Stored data
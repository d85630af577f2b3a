use crate::atlas::Atlas;
use crate::config::AppConfig;
use crate::selector::{DetailPanels, Selection};
use crate::types::CountryAggregate;
use anyhow::{Context, Result};
use axum::{
    extract::{Path, State},
    http::{header, StatusCode},
    response::{IntoResponse, Json, Response},
    routing::{get, post},
    Router,
};
use serde::Serialize;
use std::net::SocketAddr;
use std::sync::Arc;
use tokio::sync::Mutex;
use tower_http::cors::CorsLayer;
use tower_http::services::ServeDir;
use tower_http::trace::TraceLayer;
use tracing::info;

const SVG_CONTENT_TYPE: &str = "image/svg+xml";

pub struct AppState {
    pub atlas: Atlas,
    pub world_svg: String,
    /// Clicks are applied one at a time; the lock covers the whole clear-then-draw.
    pub panels: Mutex<DetailPanels>,
}

impl AppState {
    pub fn new(config: &AppConfig, atlas: Atlas) -> Result<Self> {
        let world_svg = atlas
            .render_world(&config.map)
            .context("Failed to render world map")?
            .to_svg();
        Ok(Self {
            atlas,
            world_svg,
            panels: Mutex::new(DetailPanels::new(&config.detail)),
        })
    }
}

#[derive(Debug, Serialize)]
pub struct SelectResponse {
    #[serde(flatten)]
    pub selection: Selection,
    pub svg: String,
}

pub fn router(state: Arc<AppState>, config: &AppConfig) -> Router {
    Router::new()
        .route("/api/world", get(world_handler))
        .route("/api/totals", get(totals_handler))
        .route("/api/countries/:index/select", post(select_handler))
        .route("/api/panels/:name", get(panel_handler))
        .fallback_service(ServeDir::new(&config.server.static_dir))
        .layer(CorsLayer::permissive())
        .layer(TraceLayer::new_for_http())
        .with_state(state)
}

pub async fn start_server(config: AppConfig, atlas: Atlas) -> Result<()> {
    let state = Arc::new(AppState::new(&config, atlas)?);

    let port = config.server.port;
    let addr = SocketAddr::from(([127, 0, 0, 1], port));

    info!("Starting server on http://{}", addr);

    let app = router(state, &config);
    let listener = tokio::net::TcpListener::bind(addr)
        .await
        .with_context(|| format!("Failed to bind {}", addr))?;
    axum::serve(listener, app).await?;
    Ok(())
}

async fn world_handler(State(state): State<Arc<AppState>>) -> impl IntoResponse {
    ([(header::CONTENT_TYPE, SVG_CONTENT_TYPE)], state.world_svg.clone())
}

async fn totals_handler(State(state): State<Arc<AppState>>) -> Json<Vec<CountryAggregate>> {
    Json(state.atlas.totals.as_slice().to_vec())
}

async fn select_handler(
    State(state): State<Arc<AppState>>,
    Path(index): Path<usize>,
) -> Result<Json<SelectResponse>, (StatusCode, String)> {
    let country = state
        .atlas
        .country(index)
        .ok_or_else(|| (StatusCode::NOT_FOUND, format!("No country at index {}", index)))?;

    let mut panels = state.panels.lock().await;
    let selection = panels.show(country, &state.atlas.stores);
    let svg = panels.panel(selection.slot).to_svg();

    Ok(Json(SelectResponse { selection, svg }))
}

async fn panel_handler(
    State(state): State<Arc<AppState>>,
    Path(name): Path<String>,
) -> Result<Response, (StatusCode, String)> {
    let panels = state.panels.lock().await;
    let panel = panels
        .panel_by_name(&name)
        .ok_or_else(|| (StatusCode::NOT_FOUND, format!("No detail panel named '{}'", name)))?;

    if panel.is_empty() {
        return Ok(StatusCode::NO_CONTENT.into_response());
    }
    Ok(([(header::CONTENT_TYPE, SVG_CONTENT_TYPE)], panel.to_svg()).into_response())
}

#[cfg(test)]
mod tests {
    use super::*;
    use crate::data::Datasets;
    use crate::selector::Slot;
    use crate::types::{CountryFeature, StoreRecord};
    use geo::{polygon, MultiPolygon};

    const CONFIG: &str = r#"
        [input]
        countries = "data/countries.geojson"
        stores_csv = "data/starbucks.csv"

        [output]
        dir = "output"

        [server]
        port = 3000
    "#;

    fn state() -> Arc<AppState> {
        let config = AppConfig::from_toml(CONFIG).unwrap();
        let square = |lon: f64, lat: f64| {
            MultiPolygon::new(vec![polygon![
                (x: lon, y: lat),
                (x: lon + 4.0, y: lat),
                (x: lon + 4.0, y: lat + 4.0),
                (x: lon, y: lat + 4.0),
                (x: lon, y: lat),
            ]])
        };
        let store = |code: &str, lon: f64, lat: f64| StoreRecord {
            country_code: code.to_string(),
            latitude: lat,
            longitude: lon,
        };
        let datasets = Datasets {
            countries: vec![
                CountryFeature { code: "US".into(), name: "United States".into(), geometry: square(-100.0, 35.0) },
                CountryFeature { code: "FR".into(), name: "France".into(), geometry: square(0.0, 45.0) },
                CountryFeature { code: "IS".into(), name: "Iceland".into(), geometry: square(-20.0, 63.0) },
            ],
            stores: vec![
                store("US", -98.0, 36.0),
                store("US", -97.0, 37.0),
                store("FR", 2.0, 47.0),
            ],
        };
        let atlas = Atlas::build(&config.map, datasets).unwrap();
        Arc::new(AppState::new(&config, atlas).unwrap())
    }

    #[tokio::test]
    async fn clicks_alternate_between_detail_panels() {
        let state = state();

        let Json(first) = select_handler(State(state.clone()), Path(0)).await.unwrap();
        let Json(second) = select_handler(State(state.clone()), Path(1)).await.unwrap();
        let Json(third) = select_handler(State(state.clone()), Path(2)).await.unwrap();

        assert_eq!((first.selection.slot, first.selection.panel.as_str()), (Slot::A, "vis2"));
        assert_eq!((second.selection.slot, second.selection.panel.as_str()), (Slot::B, "vis3"));
        assert_eq!((third.selection.slot, third.selection.panel.as_str()), (Slot::A, "vis2"));
        assert_eq!(first.selection.points, 2);
        assert_eq!(third.selection.points, 0);
        assert!(third.svg.contains(r#"data-code="IS""#));
        assert!(!third.svg.contains(r#"data-code="US""#));
    }

    #[tokio::test]
    async fn unknown_country_index_is_not_found() {
        let state = state();
        let err = select_handler(State(state), Path(42)).await.unwrap_err();
        assert_eq!(err.0, StatusCode::NOT_FOUND);
    }

    #[tokio::test]
    async fn panels_report_their_drawing_state() {
        let state = state();

        let empty = panel_handler(State(state.clone()), Path("vis2".to_string())).await.unwrap();
        assert_eq!(empty.status(), StatusCode::NO_CONTENT);

        select_handler(State(state.clone()), Path(1)).await.unwrap();
        let drawn = panel_handler(State(state.clone()), Path("vis2".to_string())).await.unwrap();
        assert_eq!(drawn.status(), StatusCode::OK);

        let missing = panel_handler(State(state), Path("vis1".to_string())).await;
        assert_eq!(missing.err().map(|(status, _)| status), Some(StatusCode::NOT_FOUND));
    }

    #[tokio::test]
    async fn totals_are_served_in_first_seen_order() {
        let state = state();
        let Json(totals) = totals_handler(State(state)).await;
        let codes: Vec<(&str, u32)> = totals.iter().map(|a| (a.country_code.as_str(), a.total)).collect();
        assert_eq!(codes, [("US", 2), ("FR", 1)]);
    }

    #[test]
    fn selection_serializes_with_svg() {
        let response = SelectResponse {
            selection: Selection {
                slot: Slot::B,
                panel: "vis3".to_string(),
                code: "FR".to_string(),
                name: "France".to_string(),
                points: 1,
            },
            svg: "<svg/>".to_string(),
        };
        let json = serde_json::to_value(&response).unwrap();
        assert_eq!(json["slot"], "B");
        assert_eq!(json["panel"], "vis3");
        assert_eq!(json["svg"], "<svg/>");
    }
}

What the task asks -
Give back the complete data exactly as supplied.

Reply to the exercise -
repository d85630af577f2b3a
use crate::atlas::Atlas;
use crate::config::AppConfig;
use crate::selector::{DetailPanels, Selection};
use crate::types::CountryAggregate;
use anyhow::{Context, Result};
use axum::{
    extract::{Path, State},
    http::{header, StatusCode},
    response::{IntoResponse, Json, Response},
    routing::{get, post},
    Router,
};
use serde::Serialize;
use std::net::SocketAddr;
use std::sync::Arc;
use tokio::sync::Mutex;
use tower_http::cors::CorsLayer;
use tower_http::services::ServeDir;
use tower_http::trace::TraceLayer;
use tracing::info;

const SVG_CONTENT_TYPE: &str = "image/svg+xml";

pub struct AppState {
    pub atlas: Atlas,
    pub world_svg: String,
    /// Clicks are applied one at a time; the lock covers the whole clear-then-draw.
    pub panels: Mutex<DetailPanels>,
}

impl AppState {
    pub fn new(config: &AppConfig, atlas: Atlas) -> Result<Self> {
        let world_svg = atlas
            .render_world(&config.map)
            .context("Failed to render world map")?
            .to_svg();
        Ok(Self {
            atlas,
            world_svg,
            panels: Mutex::new(DetailPanels::new(&config.detail)),
        })
    }
}

#[derive(Debug, Serialize)]
pub struct SelectResponse {
    #[serde(flatten)]
    pub selection: Selection,
    pub svg: String,
}

pub fn router(state: Arc<AppState>, config: &AppConfig) -> Router {
    Router::new()
        .route("/api/world", get(world_handler))
        .route("/api/totals", get(totals_handler))
        .route("/api/countries/:index/select", post(select_handler))
        .route("/api/panels/:name", get(panel_handler))
        .fallback_service(ServeDir::new(&config.server.static_dir))
        .layer(CorsLayer::permissive())
        .layer(TraceLayer::new_for_http())
        .with_state(state)
}

pub async fn start_server(config: AppConfig, atlas: Atlas) -> Result<()> {
    let state = Arc::new(AppState::new(&config, atlas)?);

    let port = config.server.port;
    let addr = SocketAddr::from(([127, 0, 0, 1], port));

    info!("Starting server on http://{}", addr);

    let app = router(state, &config);
    let listener = tokio::net::TcpListener::bind(addr)
        .await
        .with_context(|| format!("Failed to bind {}", addr))?;
    axum::serve(listener, app).await?;
    Ok(())
}

async fn world_handler(State(state): State<Arc<AppState>>) -> impl IntoResponse {
    ([(header::CONTENT_TYPE, SVG_CONTENT_TYPE)], state.world_svg.clone())
}

async fn totals_handler(State(state): State<Arc<AppState>>) -> Json<Vec<CountryAggregate>> {
    Json(state.atlas.totals.as_slice().to_vec())
}

async fn select_handler(
    State(state): State<Arc<AppState>>,
    Path(index): Path<usize>,
) -> Result<Json<SelectResponse>, (StatusCode, String)> {
    let country = state
        .atlas
        .country(index)
        .ok_or_else(|| (StatusCode::NOT_FOUND, format!("No country at index {}", index)))?;

    let mut panels = state.panels.lock().await;
    let selection = panels.show(country, &state.atlas.stores);
    let svg = panels.panel(selection.slot).to_svg();

    Ok(Json(SelectResponse { selection, svg }))
}

async fn panel_handler(
    State(state): State<Arc<AppState>>,
    Path(name): Path<String>,
) -> Result<Response, (StatusCode, String)> {
    let panels = state.panels.lock().await;
    let panel = panels
        .panel_by_name(&name)
        .ok_or_else(|| (StatusCode::NOT_FOUND, format!("No detail panel named '{}'", name)))?;

    if panel.is_empty() {
        return Ok(StatusCode::NO_CONTENT.into_response());
    }
    Ok(([(header::CONTENT_TYPE, SVG_CONTENT_TYPE)], panel.to_svg()).into_response())
}

#[cfg(test)]
mod tests {
    use super::*;
    use crate::data::Datasets;
    use crate::selector::Slot;
    use crate::types::{CountryFeature, StoreRecord};
    use geo::{polygon, MultiPolygon};

    const CONFIG: &str = r#"
        [input]
        countries = "data/countries.geojson"
        stores_csv = "data/starbucks.csv"

        [output]
        dir = "output"

        [server]
        port = 3000
    "#;

    fn state() -> Arc<AppState> {
        let config = AppConfig::from_toml(CONFIG).unwrap();
        let square = |lon: f64, lat: f64| {
            MultiPolygon::new(vec![polygon![
                (x: lon, y: lat),
                (x: lon + 4.0, y: lat),
                (x: lon + 4.0, y: lat + 4.0),
                (x: lon, y: lat + 4.0),
                (x: lon, y: lat),
            ]])
        };
        let store = |code: &str, lon: f64, lat: f64| StoreRecord {
            country_code: code.to_string(),
            latitude: lat,
            longitude: lon,
        };
        let datasets = Datasets {
            countries: vec![
                CountryFeature { code: "US".into(), name: "United States".into(), geometry: square(-100.0, 35.0) },
                CountryFeature { code: "FR".into(), name: "France".into(), geometry: square(0.0, 45.0) },
                CountryFeature { code: "IS".into(), name: "Iceland".into(), geometry: square(-20.0, 63.0) },
            ],
            stores: vec![
                store("US", -98.0, 36.0),
                store("US", -97.0, 37.0),
                store("FR", 2.0, 47.0),
            ],
        };
        let atlas = Atlas::build(&config.map, datasets).unwrap();
        Arc::new(AppState::new(&config, atlas).unwrap())
    }

    #[tokio::test]
    async fn clicks_alternate_between_detail_panels() {
        let state = state();

        let Json(first) = select_handler(State(state.clone()), Path(0)).await.unwrap();
        let Json(second) = select_handler(State(state.clone()), Path(1)).await.unwrap();
        let Json(third) = select_handler(State(state.clone()), Path(2)).await.unwrap();

        assert_eq!((first.selection.slot, first.selection.panel.as_str()), (Slot::A, "vis2"));
        assert_eq!((second.selection.slot, second.selection.panel.as_str()), (Slot::B, "vis3"));
        assert_eq!((third.selection.slot, third.selection.panel.as_str()), (Slot::A, "vis2"));
        assert_eq!(first.selection.points, 2);
        assert_eq!(third.selection.points, 0);
        assert!(third.svg.contains(r#"data-code="IS""#));
        assert!(!third.svg.contains(r#"data-code="US""#));
    }

    #[tokio::test]
    async fn unknown_country_index_is_not_found() {
        let state = state();
        let err = select_handler(State(state), Path(42)).await.unwrap_err();
        assert_eq!(err.0, StatusCode::NOT_FOUND);
    }

    #[tokio::test]
    async fn panels_report_their_drawing_state() {
        let state = state();

        let empty = panel_handler(State(state.clone()), Path("vis2".to_string())).await.unwrap();
        assert_eq!(empty.status(), StatusCode::NO_CONTENT);

        select_handler(State(state.clone()), Path(1)).await.unwrap();
        let drawn = panel_handler(State(state.clone()), Path("vis2".to_string())).await.unwrap();
        assert_eq!(drawn.status(), StatusCode::OK);

        let missing = panel_handler(State(state), Path("vis1".to_string())).await;
        assert_eq!(missing.err().map(|(status, _)| status), Some(StatusCode::NOT_FOUND));
    }

    #[tokio::test]
    async fn totals_are_served_in_first_seen_order() {
        let state = state();
        let Json(totals) = totals_handler(State(state)).await;
        let codes: Vec<(&str, u32)> = totals.iter().map(|a| (a.country_code.as_str(), a.total)).collect();
        assert_eq!(codes, [("US", 2), ("FR", 1)]);
    }

    #[test]
    fn selection_serializes_with_svg() {
        let response = SelectResponse {
            selection: Selection {
                slot: Slot::B,
                panel: "vis3".to_string(),
                code: "FR".to_string(),
                name: "France".to_string(),
                points: 1,
            },
            svg: "<svg/>".to_string(),
        };
        let json = serde_json::to_value(&response).unwrap();
        assert_eq!(json["slot"], "B");
        assert_eq!(json["panel"], "vis3");
        assert_eq!(json["svg"], "<svg/>");
    }
}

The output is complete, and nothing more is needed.